Revelation 9:16-17. A further part of the vision is unfolded, in which we are introduced to horsemen, as if we were already familiar with them, although nothing had been said of them before. The number of the horsemen was so great that they could not be counted: St. John only heard the number of them. A fuller description both of the horses and of their riders follows. The latter, not the former, had breastplates of fire, and of hyacinth stone, and of brimstone. The hyacinth stone is of a dull dark-blue colour resembling that produced by flaming brimstone; and thus the colours of the breastplates are those of the things that in the next words issue out of the mouths of the horses. The breastplates also are more than mere weapons of defence. With the brimstone blueness of their colour they inspire the beholder with terror. It is possible that the colours are only the reflexion, on the breastplates of the riders, of the ‘fire and smoke and brimstone' that come forth from the horses' mouths.
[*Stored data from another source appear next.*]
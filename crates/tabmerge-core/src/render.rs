//! Deterministic rendering of a record store against a schema.

use tabmerge_model::{DEFAULT_ID_COLUMN, DEFAULT_PLACEHOLDER, RecordStore};

/// A rendered table: header plus one row per identifier.
///
/// Every row, header included, has the same width: the identifier followed by
/// one field per schema column.
#[derive(Debug, Clone, PartialEq, Eq)]
pub struct RenderedTable {
    pub header: Vec<String>,
    pub rows: Vec<Vec<String>>,
}

impl RenderedTable {
    /// Fields per row.
    pub fn width(&self) -> usize {
        self.header.len()
    }

    /// Number of data rows (header excluded).
    pub fn len(&self) -> usize {
        self.rows.len()
    }

    pub fn is_empty(&self) -> bool {
        self.rows.is_empty()
    }

    /// Header followed by data rows.
    pub fn all_rows(&self) -> impl Iterator<Item = &[String]> {
        std::iter::once(self.header.as_slice()).chain(self.rows.iter().map(Vec::as_slice))
    }
}

/// Lays records out in identifier order against a column list.
#[derive(Debug, Clone)]
pub struct Renderer {
    id_column: String,
    placeholder: String,
}

impl Default for Renderer {
    fn default() -> Self {
        Self::new(DEFAULT_ID_COLUMN, DEFAULT_PLACEHOLDER)
    }
}

impl Renderer {
    pub fn new(id_column: impl Into<String>, placeholder: impl Into<String>) -> Self {
        Self {
            id_column: id_column.into(),
            placeholder: placeholder.into(),
        }
    }

    /// Renders `records` against `schema`.
    ///
    /// The header is the identifier column followed by `schema`. Rows are
    /// ordered by ascending byte order of the identifier, whatever order the
    /// records were merged in. A column a record lacks renders as the
    /// placeholder.
    pub fn render<S: AsRef<str>>(&self, records: &RecordStore, schema: &[S]) -> RenderedTable {
        let mut header = Vec::with_capacity(schema.len() + 1);
        header.push(self.id_column.clone());
        header.extend(schema.iter().map(|column| column.as_ref().to_string()));

        // RecordStore iterates identifiers in ascending byte order.
        let rows = records
            .iter()
            .map(|(id, record)| {
                let mut row = Vec::with_capacity(header.len());
                row.push(id.to_string());
                row.extend(schema.iter().map(|column| {
                    record
                        .get(column.as_ref())
                        .unwrap_or(self.placeholder.as_str())
                        .to_string()
                }));
                row
            })
            .collect();

        RenderedTable { header, rows }
    }
}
This idea is in keeping with the general strain of the passage, which seems to attach all the terror to the horses and to keep the horsemen in the background; but there is no direct evidence in its support, and it is unnecessary to resort to it. Having spoken of the riders the description turns to the horses. To the Jew the horse, even considered by itself, was an object of terror, not of admiration. It was connected only with war, a living and swift weapon of destruction. As, however, the locusts of the fifth trumpet were more terrible than the locusts of the earth, so the horses of the sixth have their terror enhanced by the addition of new features not found in the horses of this world. Their heads were as the heads of lions (comp. on chap. Revelation 4:7).

And out of their months cometh forth fire and smoke and brimstone; that is, all the three elements of woe issue from the mouth of each horse of the whole host, a frightful substitute for foam.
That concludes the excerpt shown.